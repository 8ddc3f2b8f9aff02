//! Store-backed pool registry.
//!
//! [`PoolRegistry`] owns the pool-record family and the global counter of
//! whatever store it wraps. It is generic over the store so the same code
//! runs against a committed snapshot (reads) and against a transition's
//! write cache (creation and updates).
//!
//! Creation assigns the current counter value and then stores `counter + 1`.
//! The two writes are only atomic because callers run them inside a
//! [`crate::store::CacheStore`] that commits or drops as a whole.

use super::pool::validate_pool;
use super::{GenesisState, NewPool, Params, Pool, PoolId, pool_counter, pool_records};
use crate::error::RegistryError;
use crate::store::{KvRead, KvStore, StoreKey, codec};

/// Registry of liquidity pools over a sorted byte-key store.
#[derive(Debug)]
pub struct PoolRegistry<S> {
    store: S,
}

impl<S: KvRead> PoolRegistry<S> {
    /// Wraps a store.
    pub fn new(store: S) -> Self {
        Self { store }
    }

    /// Returns the wrapped store.
    pub fn into_inner(self) -> S {
        self.store
    }

    /// Looks up a pool by id.
    ///
    /// # Errors
    ///
    /// Returns [`RegistryError::PoolNotFound`] if nothing is stored under
    /// `id`, [`RegistryError::DataCorruption`] if the record does not decode
    /// or carries another id, and [`RegistryError::Store`] on backend failure.
    pub fn get_pool(&self, id: PoolId) -> Result<Pool, RegistryError> {
        let bytes = pool_records::get(&self.store, id)?.ok_or(RegistryError::PoolNotFound(id))?;
        decode_pool(id, &bytes)
    }

    /// Returns the id the next created pool will receive.
    ///
    /// # Errors
    ///
    /// Returns [`RegistryError::Uninitialized`] if genesis never wrote the
    /// counter, or [`RegistryError::CorruptedCounter`] if it is malformed.
    pub fn next_pool_number(&self) -> Result<u64, RegistryError> {
        pool_counter::require(&self.store)
    }

    /// Returns the module parameters.
    ///
    /// # Errors
    ///
    /// Returns [`RegistryError::Uninitialized`] if genesis never wrote them,
    /// or [`RegistryError::DataCorruption`] if they do not decode.
    pub fn params(&self) -> Result<Params, RegistryError> {
        let key = StoreKey::Params;
        let bytes = self
            .store
            .get(&key.encode())?
            .ok_or(RegistryError::Uninitialized("params"))?;
        codec::decode(&bytes).map_err(|source| RegistryError::DataCorruption { key, source })
    }

    /// Returns up to `limit` pools in ascending id order, skipping the first
    /// `offset`.
    ///
    /// # Errors
    ///
    /// Returns [`RegistryError::DataCorruption`] if a returned record does
    /// not decode or sits under another pool's key, or
    /// [`RegistryError::Store`] on backend failure.
    pub fn list_pools(&self, offset: usize, limit: usize) -> Result<Vec<Pool>, RegistryError> {
        Ok(self.pools_page(offset, limit)?.0)
    }

    /// Returns one page of pools together with the number of stored pools,
    /// reading the pool family once.
    ///
    /// # Errors
    ///
    /// Same as [`PoolRegistry::list_pools`].
    pub fn pools_page(
        &self,
        offset: usize,
        limit: usize,
    ) -> Result<(Vec<Pool>, usize), RegistryError> {
        let (records, total) = pool_records::page(&self.store, offset, limit)?;
        let pools = records
            .into_iter()
            .map(|(id, bytes)| decode_pool(id, &bytes))
            .collect::<Result<Vec<_>, _>>()?;
        Ok((pools, total))
    }

    /// Returns the number of stored pools.
    ///
    /// # Errors
    ///
    /// Returns [`RegistryError::Store`] on backend failure.
    pub fn pool_count(&self) -> Result<usize, RegistryError> {
        Ok(pool_records::page(&self.store, 0, 0)?.1)
    }

    /// Exports params, counter and every pool.
    ///
    /// # Errors
    ///
    /// Returns any error raised while reading the singletons or pools.
    pub fn export_genesis(&self) -> Result<GenesisState, RegistryError> {
        Ok(GenesisState {
            params: self.params()?,
            next_pool_number: Some(self.next_pool_number()?),
            pools: self.list_pools(0, usize::MAX)?,
        })
    }
}

impl<S: KvStore> PoolRegistry<S> {
    /// Creates a pool under the current counter value and advances the
    /// counter by one. Returns the assigned id.
    ///
    /// # Errors
    ///
    /// Returns [`RegistryError::Uninitialized`] if the counter or params are
    /// missing, [`RegistryError::CounterOverflow`] if the counter is at
    /// `u64::MAX`, and [`RegistryError::InvalidArgument`] for an invalid
    /// payload or a denom outside the whitelist.
    pub fn create_pool(&mut self, new_pool: NewPool) -> Result<PoolId, RegistryError> {
        let current = pool_counter::require(&self.store)?;
        let id = PoolId::new(current);
        let next = id.checked_next().ok_or(RegistryError::CounterOverflow)?;

        let params = self.params()?;
        if let Some(asset) = new_pool
            .assets
            .iter()
            .find(|a| !params.is_whitelisted(&a.token.denom))
        {
            return Err(RegistryError::InvalidArgument(format!(
                "asset {} is not whitelisted",
                asset.token.denom
            )));
        }

        let pool = new_pool.into_pool(id)?;
        self.write_pool(&pool)?;
        pool_counter::set(&mut self.store, next.get())?;

        tracing::debug!(%id, next = next.get(), "pool record written");
        Ok(id)
    }

    /// Overwrites an existing pool in place.
    ///
    /// # Errors
    ///
    /// Returns [`RegistryError::PoolNotFound`] if no pool is stored under
    /// `pool.id`, and [`RegistryError::InvalidArgument`] if the new record is
    /// malformed.
    pub fn set_pool(&mut self, pool: &Pool) -> Result<(), RegistryError> {
        if pool_records::get(&self.store, pool.id)?.is_none() {
            return Err(RegistryError::PoolNotFound(pool.id));
        }
        validate_pool(pool)?;
        self.write_pool(pool)
    }

    /// Writes the module parameters.
    ///
    /// # Errors
    ///
    /// Returns [`RegistryError::InvalidGenesis`] for invalid params.
    pub fn set_params(&mut self, params: &Params) -> Result<(), RegistryError> {
        params.validate()?;
        let key = StoreKey::Params;
        let bytes = codec::encode(params).map_err(|source| RegistryError::Encode { key, source })?;
        self.store.set(&key.encode(), &bytes)?;
        Ok(())
    }

    /// Writes params, the counter and any imported pools.
    ///
    /// # Errors
    ///
    /// Returns [`RegistryError::InvalidGenesis`] if the state is invalid or
    /// the registry was already initialized.
    pub fn init_genesis(&mut self, genesis: &GenesisState) -> Result<(), RegistryError> {
        genesis.validate()?;
        if pool_counter::get(&self.store)?.is_some() {
            return Err(RegistryError::InvalidGenesis(
                "registry is already initialized".to_string(),
            ));
        }

        self.set_params(&genesis.params)?;
        pool_counter::set(&mut self.store, genesis.next_pool_number())?;
        for pool in &genesis.pools {
            self.write_pool(pool)?;
        }

        tracing::info!(
            next_pool_number = genesis.next_pool_number(),
            pools = genesis.pools.len(),
            "registry genesis written"
        );
        Ok(())
    }

    fn write_pool(&mut self, pool: &Pool) -> Result<(), RegistryError> {
        let bytes = codec::encode(pool).map_err(|source| RegistryError::Encode {
            key: StoreKey::Pool(pool.id),
            source,
        })?;
        pool_records::put(&mut self.store, pool.id, &bytes)
    }
}
//! Write-buffering overlay used to make a state transition atomic.
//!
//! A [`CacheStore`] reads through to its parent and keeps every write in a
//! local buffer. Nothing reaches the parent until the buffered
//! [`ChangeSet`] is applied, so dropping the cache discards the transition.
//! Caches nest: a per-message cache over a per-block cache.

use std::collections::BTreeMap;

use super::kv::{KvPairs, KvRead, KvStore, StoreError};

/// Ordered set of pending writes.
#[derive(Debug, Clone, Default, PartialEq, Eq)]
pub struct ChangeSet {
    writes: BTreeMap<Vec<u8>, Vec<u8>>,
}

impl ChangeSet {
    /// Number of keys touched.
    #[must_use]
    pub fn len(&self) -> usize {
        self.writes.len()
    }

    /// Returns `true` if nothing was written.
    #[must_use]
    pub fn is_empty(&self) -> bool {
        self.writes.is_empty()
    }

    /// Iterates the pending writes in key order.
    pub fn iter(&self) -> impl Iterator<Item = (&[u8], &[u8])> {
        self.writes
            .iter()
            .map(|(k, v)| (k.as_slice(), v.as_slice()))
    }
}

/// Buffered view over a parent store.
#[derive(Debug)]
pub struct CacheStore<P> {
    parent: P,
    pending: ChangeSet,
}

impl<P: KvRead> CacheStore<P> {
    /// Wraps `parent` with an empty write buffer.
    pub fn new(parent: P) -> Self {
        Self {
            parent,
            pending: ChangeSet::default(),
        }
    }

    /// Consumes the cache, returning the buffered writes.
    #[must_use]
    pub fn into_change_set(self) -> ChangeSet {
        self.pending
    }

    /// Merges writes produced by a nested cache into this one.
    pub fn absorb(&mut self, changes: ChangeSet) {
        self.pending.writes.extend(changes.writes);
    }
}

impl<P: KvRead> KvRead for CacheStore<P> {
    fn get(&self, key: &[u8]) -> Result<Option<Vec<u8>>, StoreError> {
        match self.pending.writes.get(key) {
            Some(buffered) => Ok(Some(buffered.clone())),
            None => self.parent.get(key),
        }
    }

    fn prefix_scan(&self, prefix: &[u8]) -> Result<KvPairs, StoreError> {
        let mut merged: BTreeMap<Vec<u8>, Vec<u8>> =
            self.parent.prefix_scan(prefix)?.into_iter().collect();
        let buffered = self
            .pending
            .writes
            .range(prefix.to_vec()..)
            .take_while(|(k, _)| k.starts_with(prefix));
        for (key, value) in buffered {
            merged.insert(key.clone(), value.clone());
        }
        Ok(merged.into_iter().collect())
    }
}

impl<P: KvRead> KvStore for CacheStore<P> {
    fn set(&mut self, key: &[u8], value: &[u8]) -> Result<(), StoreError> {
        self.pending.writes.insert(key.to_vec(), value.to_vec());
        Ok(())
    }
}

■ ■ ■ ■ ■ ■ ■

### ABOUT THIS EXERCISE
Say how many lines above contain the string "PoolId". Answer with the number only.

### ANSWER TO THE PROBLEM
4